C’è una specie di bufera, una piccola tormenta.
L’ufficio è ammutinato: su 9 siamo presenti in 4: tutti malati.
Più facilmente, oso pensare, tutti spaventati dalla neve.
I Ligvri hanno dimenticato la loro originaria tempra selvaggia e si chiudono in casa in attesa della abituale mitezza del luogo.
Tra poco due di questi altri tre, se ne andranno per paura del clou della precipitazione che è prevista alle 13.
Come sempre io in controcorrente: la possibilità di avere una stanza qui farà di me la prima (spero non l’unica) presente in ufficio domani..
Non tradisco la mia politica di sempre: raffreddori, mal di pancia e maltempo in ufficio.
Libertà, benessere e voglia di fare, fuori dall’ufficio e nella bella stagione.
E oggi, già che ci sono, scopro cosa si prova a camminare sotto la neve impazzita a causa dell’imperterrito vento.
Un vento freddo che mi butta i capelli in bocca e negli occhi e mi schiaffeggia a ritmo irregolare e convulso.
Una specie di iniziazione.
Se non mi saltano i nervi, ovviamente.

Stamattina, scrivevo ad un’amica, ho visto come il mio essere recalcitrante ai cambiamenti sia una tendenza generica, globale.
Non c’entra tanto l’ambito del cambiamento, quanto il movimento stesso del “cambiare”.
Del tipo: qui non sono soddisfatta ma conosco l’ambiente, il contesto, l’antifona insomma.
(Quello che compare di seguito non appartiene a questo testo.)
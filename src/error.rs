use thiserror::Error;
use tracing::warn;

/// Boxed error returned by external collaborators (transport, codec, storage).
pub type BoxError = Box<dyn std::error::Error + Send + Sync + 'static>;

/// Main error type for the distributed quota engine
#[derive(Debug, Error)]
pub enum QuotaError {
    /// Transport could not connect; fatal to `start`
    #[error("Transport connect error: {0}")]
    TransportConnect(#[source] BoxError),

    /// Inbound subscription could not be registered; fatal to `start`
    #[error("Subscription error: {0}")]
    Subscription(#[source] BoxError),

    /// Broadcast publish failed
    #[error("Publish error: {0}")]
    Publish(#[source] BoxError),

    /// Quota table could not be encoded for broadcast
    #[error("Serialization error: {0}")]
    Serialization(#[source] BoxError),

    /// Received payload could not be decoded into a quota table
    #[error("Deserialization error: {0}")]
    Deserialization(#[source] BoxError),

    /// Leader flush to storage failed
    #[error("Persistence error: {0}")]
    Persistence(#[source] BoxError),

    /// `start` was called before `bind_transport`
    #[error("Transport not bound: call bind_transport before start")]
    NotBound,

    /// `start` was called twice on the same engine
    #[error("Engine already started")]
    AlreadyStarted,

    /// Internal lock poisoning
    #[error("Concurrency error: {0}")]
    Concurrency(String),

    /// Configuration or CLI argument errors
    #[error("Configuration error: {0}")]
    Config(String),
}

impl QuotaError {
    /// Errors that abort `start` rather than flowing through the error queue
    pub fn is_fatal(&self) -> bool {
        matches!(
            self,
            QuotaError::TransportConnect(_)
                | QuotaError::Subscription(_)
                | QuotaError::NotBound
                | QuotaError::AlreadyStarted
        )
    }

    /// Get the error type identifier
    pub fn error_type(&self) -> &'static str {
        match self {
            QuotaError::TransportConnect(_) => "transport_connect_error",
            QuotaError::Subscription(_) => "subscription_error",
            QuotaError::Publish(_) => "publish_error",
            QuotaError::Serialization(_) => "serialization_error",
            QuotaError::Deserialization(_) => "deserialization_error",
            QuotaError::Persistence(_) => "persistence_error",
            QuotaError::NotBound => "not_bound",
            QuotaError::AlreadyStarted => "already_started",
            QuotaError::Concurrency(_) => "concurrency_error",
            QuotaError::Config(_) => "configuration_error",
        }
    }
}

// Convenient type alias for Results using our error type
pub type Result<T> = std::result::Result<T, QuotaError>;

/// Receives every asynchronous failure from an engine, one at a time, in
/// arrival order. Implementations must return promptly.
pub trait ErrorHandler: Send + Sync {
    fn handle(&self, err: QuotaError);
}

impl<F> ErrorHandler for F
where
    F: Fn(QuotaError) + Send + Sync,
{
    fn handle(&self, err: QuotaError) {
        self(err)
    }
}

/// Default handler: report and carry on.
#[derive(Clone, Copy, Debug, Default)]
pub struct LogErrorHandler;

impl ErrorHandler for LogErrorHandler {
    fn handle(&self, err: QuotaError) {
        warn!(error_type = err.error_type(), "Quota engine error: {}", err);
    }
}

#[macro_export]
macro_rules! config_error {
    ($msg:expr) => {
        $crate::error::QuotaError::Config($msg.to_string())
    };
    ($fmt:expr, $($arg:tt)*) => {
        $crate::error::QuotaError::Config(format!($fmt, $($arg)*))
    };
}

#[macro_export]
macro_rules! concurrency_error {
    ($msg:expr) => {
        $crate::error::QuotaError::Concurrency($msg.to_string())
    };
    ($fmt:expr, $($arg:tt)*) => {
        $crate::error::QuotaError::Concurrency(format!($fmt, $($arg)*))
    };
}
Lì potrebbe quasi sicuramente essere meglio ma CHISSÀ. Paura dell’ignoto.
Non c’è in me la concretizzazione spontanea della consapevolezza raggiunta al termine di una valutazione razionale (e/o emozionale): devo pensarci, e pensarci, e ripensarci.
Devo scrivere i pro e i contro, fare le finte con l’immaginazione e inventare minacciosi giochetti mentali con me stessa.
E anche questo non è abbastanza.
Perché anche se leggessi nero su bianco, anche se mi dicessero, mi giurassero, mi garantissero: da oggi puoi fare quello che vuoi, come vuoi, quando vuoi senza problemi di sorta, probabilmente avrei il coraggio di provare nostalgia per il treno delle 7 sotto la bufera di neve e con la mani ghiacciate.
Il che significa che non mi muovo. Se non messa alle strette da altre contingenze, o da tetre riflessioni sull’esiguità del tempo a disposizione che tutti, nessuno escluso, abbiamo.
Abitiamo una macchina a scadenza, si sa.

Il mio non è un timore qualificato in base alla circostanza.
È proprio un tratto generale caratteristico. Una delle linee di scorrimento principali incise nella mia struttura e originate chissà quando.
Staccionate rassicuranti che ho costruito nel tempo.
Meccanismi reattivi consolidati.
Istruzioni di Pavlov a cui non disobbedire mai.
Abitudini. Nient’altro.
Enti psichici che dopo anni, conquistano autonomia, vita propria e licenza di uccidere (ogni germoglio di iniziativa che si discosti dal copione storico personale. Quello che di default, senza intervento cosciente, si replica fino al camposanto).
Come la riga nei capelli che se non insisti, si rifà dall’altra parte, esattamente dove è sempre stata.
Mi rassicura, in pratica, il restare nella pochezza, quando il mondo la fuori è pronto a farsi conquistare!
(Perché se ti accorgi che c’è dell’altro, la tua, quantunque grande sia, diventa una pochezza.)
Ridicolo. Assurdo. Limitante.

Purtroppo, essere coscienti di queste obsolete strade maestre, non basta per andare oltre.
La consapevolezza, si, è pur sempre il primo passo.
Poi però, ci vuole lo shock addizionale per saltare di un’ottava.
Quello che io chiamo quotidianamente “sforzo”.
Atto volitivo.
Esito consapevole di un’odiosa ma necessaria disciplina.
Mi tocca fare qualche sforzo per superarmi e avvicinarmi all’unico traguardo sensato: scoprire, diventare, Essere veramente quel che sono.
L’unica cosa che conta.
Smetterla di razzolare nello stesso cortile.
Perché mi pare di aver capito che a me non basta.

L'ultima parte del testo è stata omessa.